We test the implementation with and without centering and compare the result to a numerically computed hessian using optimHess (it is possible to get optim to compute the Hessian numerically in the minimizer as a final step, but optimHess does this computation separately).

## The gradient of Q (equivalently the log-likelihood) was 
## implemented earlier as 'grad_loglik'.
grad <- function(par, x) grad_loglik(par, x, prob, Dprob, c(1, 1, 1, 2, 2, 3))
empFisher(phat, c(85, 196, 341), grad)
##           [,1]     [,2]
## [1,] 18487.558 1384.626
## [2,]  1384.626 6816.612
empFisher(phat, c(85, 196, 341), grad, center = TRUE)
##           [,1]     [,2]
## [1,] 18487.558 1384.626
## [2,]  1384.626 6816.612
optimHess(phat, loglik, grad_loglik, x = c(85, 196, 341), 
          prob = prob, Dprob = Dprob, group = c(1, 1, 1, 2, 2, 3))
##           [,1]     [,2]
## [1,] 18490.938 1384.629
## [2,]  1384.629 6816.769

Note that the numerically computed Hessian (the observed Fisher information) and the empirical Fisher information are different estimates of the same quantity. Thus they are not supposed to be identical on a given data set, but they are supposed to be estimates of the same thing and thus to be similar.

An alternative to the empirical Fisher information or a direct computation of the observed Fisher information is supplemented EM (SEM). This is a general method for computing the observed Fisher information that relies only on EM steps and a numerical differentiation scheme. Define the EM map \(\Phi : \Theta \mapsto \Theta\) by

\[\Phi(\theta') = \textrm{arg max}_{\theta} \ Q(\theta \mid \theta').\]

A global maximum of the likelihood is a fixed point of \(\Phi\), and the EM algorithm searches for a fixed point for \(\Phi\), that is, a solution to

\[\Phi(\theta) = \theta.\]

Variations of the EM-algorithm can often be seen as other ways to find a fixed point for \(\Phi\). From \[\ell(\theta) = Q(\theta \mid \theta') + H(\theta \mid \theta')\] it follows that the observed Fisher information equals

\[\hat{i}_X := - D^2_{\theta} \ell(\hat{\theta}) = \underbrace{-D^2_{\theta} Q(\hat{\theta} \mid \theta')}_{= \hat{i}_Y(\theta')} - D \underbrace{^2_{\theta} H(\hat{\theta} \mid \theta')}_{= \hat{i}_{Y \mid X}(\theta')}.\]

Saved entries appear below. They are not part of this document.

pub mod auth_service;
pub mod connection_pool;
pub mod database; // Backend seam and PostgreSQL pools
pub mod encoder; // Streaming result formats
pub mod lifecycle;
pub mod query_service;

pub use connection_pool::*;
pub use lifecycle::RequestLifecycle;
pub use query_service::*;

It is possible to compute \(\hat{i}_Y := \hat{i}_Y(\hat{\theta})\). For peppered moths (and exponential families) it is as difficult as computing the Fisher information for complete observations.

We want to compute \(\hat{i}_X\) but \(\hat{i}_{Y \mid X} := \hat{i}_{Y \mid X}(\hat{\theta})\) is not computable either. It can, however, be shown that

\[D_{\theta} \Phi(\hat{\theta})^T = \hat{i}_{Y\mid X} \left(\hat{i}_Y\right)^{-1}.\]

Hence \[\begin{align} \hat{i}_X & = \left(I - \hat{i}_{Y\mid X} \left(\hat{i}_Y\right)^{-1}\right) \hat{i}_Y \\ & = \left(I - D_{\theta} \Phi(\hat{\theta})^T\right) \hat{i}_Y. \end{align}\]

Though the EM map \(\Phi\) might not have a simple analytic expression, its Jacobian, \(D_{\theta} \Phi(\hat{\theta})\), can be computed via numerical differentiation once we have implemented \(\Phi\). We also need the hessian of the map \(Q\), which we implement as an R function as well.

Q <- function(p, pp, x = c(85, 196, 341), group) {
  p[3] <- 1 - p[1] - p[2]
  pp[3] <- 1 - pp[1] - pp[2]
  - (x[group] * prob(pp) / M(prob(pp), group)[group]) %*% log(prob(p))
}

The R package numDeriv contains functions that compute numerical derivatives.

library(numDeriv)

The Hessian of \(Q\) can be computed using this package.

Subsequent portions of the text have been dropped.